● **DIRECTIONS FOR THIS TASK**
Every line in the listing below from the one with "Reads the property" through the one with "title: row.get(offset +" is to be reproduced exactly, both ends included; leave out the rest.
Segment Open
//! Reservations and the reviews guests leave afterwards.

use chrono::NaiveDate;
use serde::{Deserialize, Serialize};

use crate::property::Property;

/// A booked date range for one guest at one property.
#[derive(Debug, Clone, PartialEq, Eq, Serialize, Deserialize)]
pub struct Reservation {
    pub id: i64,
    pub guest_id: i64,
    pub property_id: i64,
    pub start_date: NaiveDate,
    pub end_date: NaiveDate,
}

/// A reservation joined with the reserved property and its average rating.
///
/// Reservation fields are flattened into the top level; the property is
/// nested because both records carry an `id`. Only reviewed properties
/// appear in reservation history, so the average is always present.
#[derive(Debug, Clone, PartialEq, Serialize, Deserialize)]
pub struct ReservationWithProperty {
    #[serde(flatten)]
    pub reservation: Reservation,
    pub property: Property,
    pub average_rating: f64,
}

/// A guest's review of a property after a stay.
#[derive(Debug, Clone, PartialEq, Eq, Serialize, Deserialize)]
pub struct PropertyReview {
    pub id: i64,
    pub property_id: i64,
    pub guest_id: i64,
    /// Star rating, 1 through 5.
    pub rating: i64,
    pub message: String,
}
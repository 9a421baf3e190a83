//! Shared record types for the LightBnB data-access layer.
//!
//! This crate holds the plain records that flow between the store and its
//! callers: users, property listings, reservations, and reviews. The types
//! carry no behaviour beyond construction helpers and serde derives, so every
//! other crate in the workspace can depend on them without pulling in the
//! database stack.
//!
//! Identifiers, nightly costs, and room counts are `i64` to match SQLite's
//! integer storage class. Reservation dates are calendar dates
//! ([`chrono::NaiveDate`]) stored as ISO `YYYY-MM-DD` text.

mod property;
mod reservation;
mod user;

pub use property::{NewProperty, Property, PropertyWithRating};
pub use reservation::{PropertyReview, Reservation, ReservationWithProperty};
pub use user::{NewUser, User};

#[cfg(test)]
mod tests {
    use super::*;
    use chrono::NaiveDate;

    fn sample_property() -> Property {
        Property {
            id: 7,
            owner_id: 1,
            title: "Speed lamp".to_string(),
            description: "description".to_string(),
            thumbnail_photo_url: "https://example.com/thumb.jpg".to_string(),
            cover_photo_url: "https://example.com/cover.jpg".to_string(),
            cost_per_night: 93_061,
            street: "536 Namsub Highway".to_string(),
            city: "Sotboske".to_string(),
            province: "Quebec".to_string(),
            post_code: "28142".to_string(),
            country: "Canada".to_string(),
            parking_spaces: 6,
            number_of_bathrooms: 4,
            number_of_bedrooms: 8,
        }
    }

    #[test]
    fn user_debug_redacts_password() {
        let user = User {
            id: 1,
            name: "Devin Sanders".to_string(),
            email: "tristanjacobs@gmail.com".to_string(),
            password: "hunter2".to_string(),
        };

        let rendered = format!("{user:?}");
        assert!(rendered.contains("tristanjacobs@gmail.com"));
        assert!(!rendered.contains("hunter2"), "password leaked: {rendered}");
    }

    #[test]
    fn user_serialization_skips_password() {
        let user = User {
            id: 1,
            name: "Devin Sanders".to_string(),
            email: "tristanjacobs@gmail.com".to_string(),
            password: "hunter2".to_string(),
        };

        let json = serde_json::to_value(&user).expect("user should serialize");
        assert_eq!(json["email"], "tristanjacobs@gmail.com");
        assert!(json.get("password").is_none());
    }

    #[test]
    fn property_with_rating_flattens_property_fields() {
        let rated = PropertyWithRating {
            property: sample_property(),
            average_rating: Some(4.5),
        };

        let json = serde_json::to_value(&rated).expect("property should serialize");
        assert_eq!(json["id"], 7);
        assert_eq!(json["city"], "Sotboske");
        assert_eq!(json["average_rating"], 4.5);
    }

    #[test]
    fn unrated_property_serializes_null_average() {
        let rated = PropertyWithRating {
            property: sample_property(),
            average_rating: None,
        };

        let json = serde_json::to_value(&rated).expect("property should serialize");
        assert!(json["average_rating"].is_null());
    }

    #[test]
    fn reservation_dates_use_iso_format() {
        let reservation = Reservation {
            id: 3,
            guest_id: 1,
            property_id: 7,
            start_date: NaiveDate::from_ymd_opt(2018, 9, 11).expect("valid date"),
            end_date: NaiveDate::from_ymd_opt(2018, 9, 26).expect("valid date"),
        };

        let json = serde_json::to_value(&reservation).expect("reservation should serialize");
        assert_eq!(json["start_date"], "2018-09-11");
        assert_eq!(json["end_date"], "2018-09-26");
    }

    #[test]
    fn new_property_deserializes_from_listing_form() {
        let json = r#"{
            "owner_id": 1,
            "title": "Speed lamp",
            "description": "description",
            "thumbnail_photo_url": "https://example.com/thumb.jpg",
            "cover_photo_url": "https://example.com/cover.jpg",
            "cost_per_night": 93061,
            "street": "536 Namsub Highway",
            "city": "Sotboske",
            "province": "Quebec",
            "post_code": "28142",
            "country": "Canada",
            "parking_spaces": 6,
            "number_of_bathrooms": 4,
            "number_of_bedrooms": 8
        }"#;

        let listing: NewProperty = serde_json::from_str(json).expect("listing should parse");
        assert_eq!(listing.cost_per_night, 93_061);
        assert_eq!(listing.number_of_bedrooms, 8);

        let stored = listing.into_property(7);
        assert_eq!(stored, sample_property());
    }
}
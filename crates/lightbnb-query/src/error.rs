//! Error type for the query layer.

use rusqlite::{ffi, ErrorCode};

/// Errors returned by query-layer operations.
///
/// "No matching row" is never an error: lookups return `Ok(None)` and
/// listings return an empty `Vec`.
#[derive(Debug, thiserror::Error)]
pub enum QueryError {
    /// A statement failed in the store.
    #[error("database error: {0}")]
    Database(#[from] rusqlite::Error),

    /// No connection could be checked out of the pool.
    #[error("connection pool error: {0}")]
    Pool(#[from] r2d2::Error),

    /// Registration collided with an existing user's email.
    #[error("email already registered: {0}")]
    DuplicateEmail(String),

    /// An insert violated a schema constraint (unknown owner, bad check).
    #[error("constraint violation: {0}")]
    Constraint(String),

    /// The blocking task running the statement panicked or was cancelled.
    #[error("query task failed: {0}")]
    Task(String),
}

impl QueryError {
    /// Classifies a failed insert, reserving `Database` for failures that
    /// are not constraint violations.
    pub(crate) fn from_insert(err: rusqlite::Error) -> Self {
        if err.sqlite_error_code() == Some(ErrorCode::ConstraintViolation) {
            Self::Constraint(err.to_string())
        } else {
            Self::Database(err)
        }
    }
}

/// Whether `err` is a UNIQUE constraint failure.
pub(crate) fn is_unique_violation(err: &rusqlite::Error) -> bool {
    matches!(
        err,
        rusqlite::Error::SqliteFailure(e, _) if e.extended_code == ffi::SQLITE_CONSTRAINT_UNIQUE
    )
}
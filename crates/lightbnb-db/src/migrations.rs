//! Embedded schema migrations.
//!
//! The store schema ships as SQL files compiled into the binary. They are
//! applied in order and recorded in `_lightbnb_migrations`, so each one runs
//! at most once per database.

use std::collections::HashSet;

use rusqlite::Connection;
use thiserror::Error;

struct Migration {
    name: &'static str,
    sql: &'static str,
}

/// All migrations in order. New migrations are appended here.
const MIGRATIONS: &[Migration] = &[
    Migration {
        name: "000_users",
        sql: include_str!("migrations/000_users.sql"),
    },
    Migration {
        name: "001_properties",
        sql: include_str!("migrations/001_properties.sql"),
    },
    Migration {
        name: "002_reservations",
        sql: include_str!("migrations/002_reservations.sql"),
    },
    Migration {
        name: "003_property_reviews",
        sql: include_str!("migrations/003_property_reviews.sql"),
    },
];

/// Errors that can occur while applying migrations.
#[derive(Debug, Error)]
pub enum MigrationError {
    /// A SQL statement within a migration failed.
    #[error("migration '{name}' failed: {source}")]
    ExecutionFailed {
        /// The name of the migration that failed.
        name: String,
        /// The underlying SQLite error.
        source: rusqlite::Error,
    },

    /// Failed to query migration state.
    #[error("failed to check migration state: {0}")]
    StateQuery(rusqlite::Error),
}

/// Applies every pending migration to `conn` and returns how many ran.
///
/// # Errors
///
/// Returns `MigrationError` if a migration fails to execute or if the
/// tracking table cannot be queried. A failed migration is rolled back as a
/// whole, including its tracking row.
pub fn run_migrations(conn: &Connection) -> Result<usize, MigrationError> {
    apply_pending(conn, MIGRATIONS)
}

/// Creates `_lightbnb_migrations` if needed and returns the recorded names.
fn applied_names(conn: &Connection) -> Result<HashSet<String>, MigrationError> {
    conn.execute_batch(
        "CREATE TABLE IF NOT EXISTS _lightbnb_migrations (
            name TEXT PRIMARY KEY,
            applied_at TEXT NOT NULL DEFAULT (datetime('now'))
        );",
    )
    .map_err(MigrationError::StateQuery)?;

    let mut stmt = conn
        .prepare("SELECT name FROM _lightbnb_migrations")
        .map_err(MigrationError::StateQuery)?;
    let names = stmt
        .query_map([], |row| row.get::<_, String>(0))
        .and_then(|rows| rows.collect::<rusqlite::Result<HashSet<_>>>())
        .map_err(MigrationError::StateQuery)?;
    Ok(names)
}

fn apply_pending(conn: &Connection, migrations: &[Migration]) -> Result<usize, MigrationError> {
    let done = applied_names(conn)?;
    let pending: Vec<&Migration> = migrations
        .iter()
        .filter(|m| !done.contains(m.name))
        .collect();
    tracing::debug!(
        recorded = done.len(),
        pending = pending.len(),
        "checked schema state"
    );

    for migration in &pending {
        tracing::info!(migration = migration.name, "applying migration");
        apply(conn, migration).map_err(|source| MigrationError::ExecutionFailed {
            name: migration.name.to_string(),
            source,
        })?;
    }

    Ok(pending.len())
}

fn apply(conn: &Connection, migration: &Migration) -> rusqlite::Result<()> {
    let tx = conn.unchecked_transaction()?;
    tx.execute_batch(migration.sql)?;
    tx.execute(
        "INSERT INTO _lightbnb_migrations (name) VALUES (?1)",
        [migration.name],
    )?;
    tx.commit()
}
//! Command-line arguments.

use std::path::PathBuf;

use clap::{Args, Parser, Subcommand};
use lightbnb_query::{PropertyFilter, DEFAULT_LIMIT};

#[derive(Parser, Debug)]
#[command(
    name = "lightbnb",
    version,
    about = "Query and update the LightBnB listing store"
)]
pub struct Cli {
    /// Path to the TOML configuration file
    #[arg(long, global = true)]
    pub config: Option<String>,

    #[command(subcommand)]
    pub command: Command,
}

#[derive(Subcommand, Debug)]
pub enum Command {
    /// Apply pending schema migrations
    Migrate,
    /// Look up a user by email or id
    User(UserArgs),
    /// Register a new user
    AddUser(AddUserArgs),
    /// List a guest's past reservations
    Reservations(ReservationArgs),
    /// Search property listings
    Properties(PropertyArgs),
    /// Submit a property listing from a JSON file
    AddProperty(AddPropertyArgs),
}

#[derive(Args, Debug)]
#[group(required = true, multiple = false)]
pub struct UserArgs {
    /// Exact, case-sensitive email
    #[arg(long)]
    pub email: Option<String>,

    /// User id
    #[arg(long)]
    pub id: Option<i64>,
}

#[derive(Args, Debug)]
pub struct AddUserArgs {
    #[arg(long)]
    pub name: String,

    #[arg(long)]
    pub email: String,

    /// Stored as given; hash it before passing it here
    #[arg(long)]
    pub password: String,
}

#[derive(Args, Debug)]
pub struct ReservationArgs {
    #[arg(long)]
    pub guest_id: i64,

    #[arg(long, default_value_t = DEFAULT_LIMIT)]
    pub limit: u32,
}

#[derive(Args, Debug)]
pub struct PropertyArgs {
    /// City substring; a leading '#' or '%' is ignored
    #[arg(long)]
    pub city: Option<String>,

    #[arg(long)]
    pub owner_id: Option<i64>,

    /// Inclusive minimum nightly cost
    #[arg(long)]
    pub min_price: Option<i64>,

    /// Exclusive maximum nightly cost
    #[arg(long)]
    pub max_price: Option<i64>,

    /// Minimum average review rating
    #[arg(long)]
    pub min_rating: Option<f64>,

    #[arg(long, default_value_t = DEFAULT_LIMIT)]
    pub limit: u32,
}

impl PropertyArgs {
    pub fn filter(&self) -> PropertyFilter {
        PropertyFilter {
            city: self.city.clone(),
            owner_id: self.owner_id,
            minimum_price_per_night: self.min_price,
            maximum_price_per_night: self.max_price,
            minimum_rating: self.min_rating,
        }
    }
}

#[derive(Args, Debug)]
pub struct AddPropertyArgs {
    /// JSON file holding the listing fields
    #[arg(long)]
    pub file: PathBuf,
}
//! LightBnB command-line binary.
//!
//! Loads configuration, sets up structured logging on stderr, opens the
//! store (applying pending migrations) and runs one subcommand, printing its
//! result to stdout as JSON.

mod cli;
mod commands;
mod config;

use std::process::ExitCode;

use clap::Parser;
use tracing_subscriber::EnvFilter;

use crate::cli::{Cli, Command};
use crate::commands::CliError;
use crate::config::{Config, LoggingConfig};

const DEFAULT_CONFIG_PATH: &str = "lightbnb.toml";

fn resolve_config_path(flag: Option<String>) -> (String, &'static str) {
    if let Some(path) = flag.filter(|value| !value.trim().is_empty()) {
        return (path, "cli-arg");
    }

    if let Ok(path) = std::env::var("LIGHTBNB_CONFIG_PATH") {
        if !path.trim().is_empty() {
            return (path, "env-var");
        }
    }

    (DEFAULT_CONFIG_PATH.to_string(), "default")
}

fn init_tracing(logging: &LoggingConfig) {
    let filter = EnvFilter::try_new(&logging.level).unwrap_or_else(|_| EnvFilter::new("info"));

    if logging.json {
        tracing_subscriber::fmt()
            .with_env_filter(filter)
            .with_writer(std::io::stderr)
            .json()
            .init();
    } else {
        tracing_subscriber::fmt()
            .with_env_filter(filter)
            .with_writer(std::io::stderr)
            .init();
    }
}

#[tokio::main]
async fn main() -> ExitCode {
    let cli = Cli::parse();
    let (config_path, config_source) = resolve_config_path(cli.config);

    let config = match config::load_config(Some(&config_path)) {
        Ok(config) => config,
        Err(e) => {
            eprintln!("lightbnb: {}", CliError::from(e));
            return ExitCode::FAILURE;
        }
    };

    init_tracing(&config.logging);
    tracing::debug!(
        source = config_source,
        path = %config_path,
        "resolved configuration path"
    );

    match run(cli.command, &config).await {
        Ok(()) => ExitCode::SUCCESS,
        Err(e) => {
            tracing::error!(error = %e, "command failed");
            ExitCode::FAILURE
        }
    }
}

async fn run(command: Command, config: &Config) -> Result<(), CliError> {
    let (store, applied) = commands::open_store(&config.database)?;
    if applied > 0 {
        tracing::info!(count = applied, "applied database migrations");
    }

    let mut out = std::io::stdout().lock();
    let result = commands::execute(command, &store, applied, &mut out).await;
    store.close();
    result
}

#[cfg(test)]
mod tests {
    use super::*;

    #[test]
    fn explicit_config_flag_wins() {
        let (path, source) = resolve_config_path(Some("/etc/lightbnb.toml".to_string()));
        assert_eq!(path, "/etc/lightbnb.toml");
        assert_eq!(source, "cli-arg");
    }

    #[test]
    fn blank_config_flag_is_ignored() {
        let (path, source) = resolve_config_path(Some("   ".to_string()));
        assert_ne!(source, "cli-arg");
        assert!(!path.trim().is_empty());
    }
}
//! Property search and listing submission.
//!
//! [`PropertySearch`] composes the search statement from a
//! [`PropertyFilter`]. Row conditions are collected into a list and emitted
//! once as a single `WHERE ... AND ...` clause; the rating bound goes into
//! `HAVING` because it applies to the per-property average. Every dynamic
//! value is bound as a positional parameter.

use lightbnb_types::{NewProperty, Property, PropertyWithRating};
use rusqlite::types::Value;
use rusqlite::{params, params_from_iter, Connection, Row};
use serde::{Deserialize, Serialize};

use crate::error::QueryError;

/// Property columns in the order [`map_row_to_property`] reads them.
const PROPERTY_FIELDS: [&str; 15] = [
    "id",
    "owner_id",
    "title",
    "description",
    "thumbnail_photo_url",
    "cover_photo_url",
    "cost_per_night",
    "street",
    "city",
    "province",
    "post_code",
    "country",
    "parking_spaces",
    "number_of_bathrooms",
    "number_of_bedrooms",
];

/// Number of columns [`map_row_to_property`] consumes.
pub(crate) const PROPERTY_COLUMN_COUNT: usize = PROPERTY_FIELDS.len();

/// The property column list qualified with the `properties` table name.
pub(crate) fn property_columns() -> String {
    PROPERTY_FIELDS
        .iter()
        .map(|field| format!("properties.{field}"))
        .collect::<Vec<_>>()
        .join(", ")
}

/// Characters a caller may put in front of a city search term.
const CITY_MARKERS: &[char] = &['#', '%'];

/// Optional criteria for [`get_all_properties`].
///
/// Unset fields do not restrict the result.
#[derive(Debug, Clone, Default, PartialEq, Serialize, Deserialize)]
pub struct PropertyFilter {
    /// Case-sensitive substring of the city. One leading `#` or `%` marker
    /// is stripped before matching. An empty string is treated as unset.
    pub city: Option<String>,
    /// Only properties listed by this user.
    pub owner_id: Option<i64>,
    /// Inclusive lower bound on `cost_per_night`.
    pub minimum_price_per_night: Option<i64>,
    /// Exclusive upper bound on `cost_per_night`.
    pub maximum_price_per_night: Option<i64>,
    /// Inclusive lower bound on the average review rating. Properties
    /// without reviews never satisfy it.
    pub minimum_rating: Option<f64>,
}

impl PropertyFilter {
    /// The city term to match, with any leading marker removed.
    pub fn city_term(&self) -> Option<&str> {
        let city = self.city.as_deref().filter(|c| !c.is_empty())?;
        Some(city.strip_prefix(CITY_MARKERS).unwrap_or(city))
    }
}

/// A composed property search statement and its bound parameters.
#[derive(Debug, Clone, PartialEq)]
pub struct PropertySearch {
    sql: String,
    params: Vec<Value>,
}

impl PropertySearch {
    /// Composes the search for `filter`, returning at most `limit` rows.
    pub fn new(filter: &PropertyFilter, limit: u32) -> Self {
        let mut conditions: Vec<String> = Vec::new();
        let mut params: Vec<Value> = Vec::new();

        if let Some(city) = filter.city_term() {
            params.push(Value::Text(city.to_string()));
            conditions.push(format!("instr(properties.city, ?{}) > 0", params.len()));
        }

        if let Some(owner_id) = filter.owner_id {
            params.push(Value::Integer(owner_id));
            conditions.push(format!("properties.owner_id = ?{}", params.len()));
        }

        if let Some(minimum) = filter.minimum_price_per_night {
            params.push(Value::Integer(minimum));
            conditions.push(format!("properties.cost_per_night >= ?{}", params.len()));
        }

        if let Some(maximum) = filter.maximum_price_per_night {
            params.push(Value::Integer(maximum));
            conditions.push(format!("properties.cost_per_night < ?{}", params.len()));
        }

        let columns = property_columns();
        let mut sql = format!(
            "SELECT {columns}, AVG(property_reviews.rating) AS average_rating
             FROM properties
             LEFT JOIN property_reviews ON property_reviews.property_id = properties.id"
        );

        if !conditions.is_empty() {
            sql.push_str("\n WHERE ");
            sql.push_str(&conditions.join(" AND "));
        }

        sql.push_str("\n GROUP BY properties.id");

        if let Some(rating) = filter.minimum_rating {
            params.push(Value::Real(rating));
            sql.push_str(&format!(
                "\n HAVING AVG(property_reviews.rating) >= ?{}",
                params.len()
            ));
        }

        params.push(Value::Integer(i64::from(limit)));
        sql.push_str(&format!(
            "\n ORDER BY properties.cost_per_night ASC\n LIMIT ?{}",
            params.len()
        ));

        Self { sql, params }
    }

    /// The statement text.
    pub fn sql(&self) -> &str {
        &self.sql
    }

    /// Bound values, in placeholder order.
    pub fn params(&self) -> &[Value] {
        &self.params
    }

    /// Runs the search on `conn`.
    ///
    /// # Errors
    ///
    /// Returns `QueryError::Database` on SQL failure.
    pub fn execute(&self, conn: &Connection) -> Result<Vec<PropertyWithRating>, QueryError> {
        let mut stmt = conn.prepare(&self.sql)?;
        let rows = stmt.query_map(params_from_iter(self.params.iter()), |row| {
            Ok(PropertyWithRating {
                property: map_row_to_property(row, 0)?,
                average_rating: row.get(PROPERTY_COLUMN_COUNT)?,
            })
        })?;

        let mut properties = Vec::new();
        for row in rows {
            properties.push(row?);
        }
        Ok(properties)
    }
}

/// Returns properties matching `filter` with their average rating, cheapest
/// first, bounded by `limit`.
///
/// # Errors
///
/// Returns `QueryError::Database` on SQL failure. No match is an empty
/// `Vec`.
pub fn get_all_properties(
    conn: &Connection,
    filter: &PropertyFilter,
    limit: u32,
) -> Result<Vec<PropertyWithRating>, QueryError> {
    let search = PropertySearch::new(filter, limit);
    tracing::debug!(sql = search.sql(), params = ?search.params(), "searching properties");

    let properties = search.execute(conn)?;
    tracing::debug!(count = properties.len(), "property search complete");
    Ok(properties)
}

/// Inserts a property listing and returns the stored row.
///
/// # Errors
///
/// Returns `QueryError::Constraint` if the owner does not exist or a column
/// check fails, and `QueryError::Database` otherwise.
pub fn add_property(conn: &Connection, property: &NewProperty) -> Result<Property, QueryError> {
    let returning = PROPERTY_FIELDS.join(", ");
    let sql = format!(
        "INSERT INTO properties (
            owner_id, title, description, thumbnail_photo_url, cover_photo_url,
            cost_per_night, street, city, province, post_code,
            country, parking_spaces, number_of_bathrooms, number_of_bedrooms
        ) VALUES (?1, ?2, ?3, ?4, ?5, ?6, ?7, ?8, ?9, ?10, ?11, ?12, ?13, ?14)
        RETURNING {returning}"
    );

    let stored = conn
        .query_row(
            &sql,
            params![
                property.owner_id,
                property.title,
                property.description,
                property.thumbnail_photo_url,
                property.cover_photo_url,
                property.cost_per_night,
                property.street,
                property.city,
                property.province,
                property.post_code,
                property.country,
                property.parking_spaces,
                property.number_of_bathrooms,
                property.number_of_bedrooms,
            ],
            |row| map_row_to_property(row, 0),
        )
        .map_err(QueryError::from_insert)?;

    tracing::debug!(id = stored.id, owner_id = stored.owner_id, "listed property");
    Ok(stored)
}

/// Reads the property column block starting at column `offset`.
pub(crate) fn map_row_to_property(row: &Row, offset: usize) -> rusqlite::Result<Property> {
    Ok(Property {
        id: row.get(offset)?,
        owner_id: row.get(offset + 1)?,
        title: row.get(offset + 2)?,
        description: row.get(offset + 3)?,
        thumbnail_photo_url: row.get(offset + 4)?,
        cover_photo_url: row.get(offset + 5)?,
        cost_per_night: row.get(offset + 6)?,
        street: row.get(offset + 7)?,
        city: row.get(offset + 8)?,
        province: row.get(offset + 9)?,
        post_code: row.get(offset + 10)?,
        country: row.get(offset + 11)?,
        parking_spaces: row.get(offset + 12)?,
        number_of_bathrooms: row.get(offset + 13)?,
        number_of_bedrooms: row.get(offset + 14)?,
    })
}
Segment Closed
● **RESULT OF THIS TASK**
/// Reads the property column block starting at column `offset`.
pub(crate) fn map_row_to_property(row: &Row, offset: usize) -> rusqlite::Result<Property> {
    Ok(Property {
        id: row.get(offset)?,
        owner_id: row.get(offset + 1)?,
        title: row.get(offset + 2)?,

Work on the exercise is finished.